Restoring these photographs is a perfect project for machine learning. Does anyone know a grad student or researcher who would be willing to take on a restoration project for these damaged photographs?
If you're talking about "restoring" in the sense of colorizing it: Do we really need yet another grad student to work on a colorizing-with-ML project? There's dozens of such projects already. Posting colorized black and white photos was a popular trend a few years ago, but nowadays it's died down.
If you're talking about "restoring" in the sense of fixing the holes: I doubt ML can do anything when a huge section of the picture is missing. Any detail you put in would be hallucinated and not representative of reality.

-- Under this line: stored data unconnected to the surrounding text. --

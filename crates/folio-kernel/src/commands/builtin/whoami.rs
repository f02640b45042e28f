//! whoami — Print the current user.

use crate::commands::{Command, CommandArgs, CommandOutput, CommandSchema, ExecContext};
use crate::error::ShellError;

/// Everyone is a visitor here.
pub const USER: &str = "visitor";

pub struct Whoami;

impl Command for Whoami {
    fn name(&self) -> &str {
        "whoami"
    }

    fn schema(&self) -> CommandSchema {
        CommandSchema::new("whoami", "Print the current user")
    }

    fn execute(&self, _args: &CommandArgs, _ctx: &ExecContext<'_>) -> Result<CommandOutput, ShellError> {
        Ok(CommandOutput::line(USER))
    }
}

> Any detail you put in would be hallucinated and not representative of reality.
A good algorithm will absolutely represent reality, otherwise you would notice that it's not working. It may not reflect the actual reality behind the black hole, but it would remove the whole, making it indistinguishable from what you would think should be behind the hole.

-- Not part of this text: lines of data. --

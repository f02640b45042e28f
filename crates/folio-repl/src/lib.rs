//! folio REPL — a terminal host for the folio portfolio shell.
//!
//! The kernel owns all shell state; this crate only moves lines in and out:
//!
//! - Line editing via rustyline, with Up/Down bound to the session's own
//!   history recall
//! - Rendering scrollback records as text (errors in red) or JSON lines
//! - Config file and CLI flags
//! - Meta-commands: `/help`, `/quit`

pub mod config;

use std::io::{self, Write};
use std::path::Path;
use std::sync::{Arc, Mutex, MutexGuard, PoisonError};

use anyhow::{Context, Result};
use owo_colors::OwoColorize;
use rustyline::error::ReadlineError;
use rustyline::history::DefaultHistory;
use rustyline::{
    Cmd, ConditionalEventHandler, Editor, Event, EventContext, EventHandler, KeyCode, KeyEvent,
    Modifiers, Movement, RepeatCount,
};

use folio_kernel::{LineKind, ScrollbackLine, Session, Shell, Submission, Vfs};

pub use config::{Cli, Config, Settings};

/// ANSI sequence that clears the screen and homes the cursor.
pub const CLEAR_SCREEN: &str = "\x1b[2J\x1b[H";

/// REPL state: a session plus rendering options.
pub struct Repl {
    session: Arc<Mutex<Session>>,
    color: bool,
    json: bool,
}

impl Repl {
    /// Build a REPL from effective settings.
    pub fn new(settings: &Settings) -> Result<Self> {
        let vfs = match &settings.filesystem {
            Some(path) => load_tree(path)?,
            None => Vfs::portfolio().context("built-in portfolio tree is invalid")?,
        };
        let shell = Arc::new(Shell::new(vfs));
        let session = shell
            .open_session(settings.start_dir.as_deref())
            .context("cannot open session")?;
        Ok(Self {
            session: Arc::new(Mutex::new(session)),
            color: settings.color,
            json: settings.json,
        })
    }

    /// The underlying session.
    pub fn session(&self) -> MutexGuard<'_, Session> {
        lock(&self.session)
    }

    /// Prompt for the next line.
    pub fn prompt(&self) -> String {
        self.session().prompt()
    }

    /// A key handler that walks this session's history.
    pub fn recall_key(&self, direction: Recall) -> RecallKey {
        RecallKey {
            session: Arc::clone(&self.session),
            direction,
        }
    }

    /// Process a single line of input, returning what to print.
    pub fn process_line(&mut self, line: &str) -> Result<Option<String>> {
        let trimmed = line.trim();

        if let Some(output) = self.handle_meta_command(trimmed) {
            return Ok(Some(output));
        }

        let (color, json) = (self.color, self.json);
        let mut session = self.session();
        session.set_input(line);
        match session.submit_input() {
            None => Ok(None),
            Some(sub) => render(&sub, color, json).map(Some),
        }
    }

    /// Handle a REPL meta-command. Returns `None` for anything that should go
    /// to the shell instead.
    fn handle_meta_command(&self, cmd: &str) -> Option<String> {
        match cmd {
            "/help" | "/h" | "/?" => Some(HELP_TEXT.trim_end().to_string()),
            "/history" => Some(self.session().history().join("\n")),
            _ => None,
        }
    }
}

/// Which way a recall key moves through history.
#[derive(Debug, Clone, Copy, PartialEq, Eq)]
pub enum Recall {
    Previous,
    Next,
}

/// Up/Down binding backed by [`Session::recall_previous`] and
/// [`Session::recall_next`].
///
/// Rustyline's own history is never filled, so this is the only recall the
/// terminal offers.
pub struct RecallKey {
    session: Arc<Mutex<Session>>,
    direction: Recall,
}

impl RecallKey {
    /// Move the session's recall cursor and return the new input buffer.
    ///
    /// `None` means the key does nothing: no history yet, or `Next` pressed
    /// while not recalling.
    pub fn recall(&self) -> Option<String> {
        let mut session = lock(&self.session);
        match self.direction {
            Recall::Previous => session.recall_previous().map(str::to_string),
            Recall::Next => {
                session.history_cursor()?;
                Some(session.recall_next().to_string())
            }
        }
    }
}

impl ConditionalEventHandler for RecallKey {
    fn handle(
        &self,
        _evt: &Event,
        _n: RepeatCount,
        _positive: bool,
        _ctx: &EventContext,
    ) -> Option<Cmd> {
        Some(match self.recall() {
            Some(line) => Cmd::Replace(Movement::WholeLine, Some(line)),
            None => Cmd::Noop,
        })
    }
}

fn lock(session: &Mutex<Session>) -> MutexGuard<'_, Session> {
    session.lock().unwrap_or_else(PoisonError::into_inner)
}

/// True for input that should end the REPL.
pub fn is_quit(line: &str) -> bool {
    matches!(line.trim(), "/quit" | "/q" | "/exit" | "exit" | "logout")
}

/// Load a JSON tree description from disk.
fn load_tree(path: &Path) -> Result<Vfs> {
    let text = std::fs::read_to_string(path)
        .with_context(|| format!("reading filesystem tree {}", path.display()))?;
    Vfs::from_json(&text).with_context(|| format!("parsing filesystem tree {}", path.display()))
}

/// Render one submission for the terminal.
///
/// In text mode the echoed command is skipped (the line editor already shows
/// it). In JSON mode every record is printed, and a clear is reported as
/// `{"cleared":true}`.
fn render(sub: &Submission<'_>, color: bool, json: bool) -> Result<String> {
    if json {
        if sub.cleared {
            return Ok(serde_json::json!({ "cleared": true }).to_string());
        }
        let lines = sub
            .lines
            .iter()
            .map(serde_json::to_string)
            .collect::<Result<Vec<_>, _>>()
            .context("serializing scrollback")?;
        return Ok(lines.join("\n"));
    }

    if sub.cleared {
        return Ok(CLEAR_SCREEN.to_string());
    }

    let lines: Vec<String> = sub
        .lines
        .iter()
        .filter(|l| l.kind != LineKind::Command)
        .map(|l| render_line(l, color))
        .collect();
    Ok(lines.join("\n"))
}

fn render_line(line: &ScrollbackLine, color: bool) -> String {
    match line.kind {
        LineKind::Error if color => line.text.red().to_string(),
        _ => line.text.clone(),
    }
}

const HELP_TEXT: &str = r#"folio — a portfolio in a terminal

Type 'help' for shell commands. REPL commands:
  /help, /h, /?     Show this help
  /history          Show submitted commands
  /quit, /q, exit   Leave

Up/Down recall previous commands.
"#;

/// Run the REPL.
pub fn run(settings: Settings) -> Result<()> {
    let mut repl = Repl::new(&settings)?;

    if !settings.json {
        println!("folio v{} — type 'help' to get started, /quit to leave.\n", env!("CARGO_PKG_VERSION"));
    }

    let mut rl: Editor<(), DefaultHistory> = Editor::new().context("Failed to create editor")?;
    for (key, direction) in [(KeyCode::Up, Recall::Previous), (KeyCode::Down, Recall::Next)] {
        rl.bind_sequence(
            KeyEvent(key, Modifiers::NONE),
            EventHandler::Conditional(Box::new(repl.recall_key(direction))),
        );
    }

    loop {
        let prompt = repl.prompt();
        let prompt = if settings.color {
            prompt.green().bold().to_string()
        } else {
            prompt
        };

        match rl.readline(&prompt) {
            Ok(line) => {
                if is_quit(&line) {
                    break;
                }

                match repl.process_line(&line) {
                    Ok(Some(output)) if output == CLEAR_SCREEN => {
                        print!("{output}");
                        let _ = io::stdout().flush();
                    }
                    Ok(Some(output)) => println!("{output}"),
                    Ok(None) => {}
                    Err(e) => eprintln!("Error: {e:#}"),
                }
            }
            Err(ReadlineError::Interrupted) => {
                println!("^C");
                continue;
            }
            Err(ReadlineError::Eof) => break,
            Err(err) => {
                eprintln!("Error: {}", err);
                break;
            }
        }
    }

    Ok(())
}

With claims of "the hole is part of the history" aside, it would make these photos much easier to look at, allowing one to focus on the content of the photo, rather than the hole.
> It may not reflect the actual reality behind the black hole
And therein lies the problem. I'd rather see literally nothing, a black hole, than some AI-constructed representation of what an algorithm determines 'should' be there.
A trade-off solution could be to turn the hole color from black to a gray that match the average tone from the perimeter area surrounding it. The hole would be less noticeable at the first sight and would allow people to focus in the rest of the photo.
My impression was that that is precisely the whole point of this project: to draw attention to the gaping hole in the photos, to highlight the crass censorship which led to these photos being suppressed for years. The hole _is_ the focus of the photo, hence why the title is 'The black hole photographs', to highlight that these photos were chucked into a black hole.
Try reading the article. In this instance the editors were the censors, as they were government workers.
And regardless of whether or not you want to call it censorship or some obfuscated term like "editorial choices", the point remains that the black holes draw attention to these "editorial choices", which seems to very clearly be the point of this project. Removing them, or making them unobtrusive is counter to the aims of the project.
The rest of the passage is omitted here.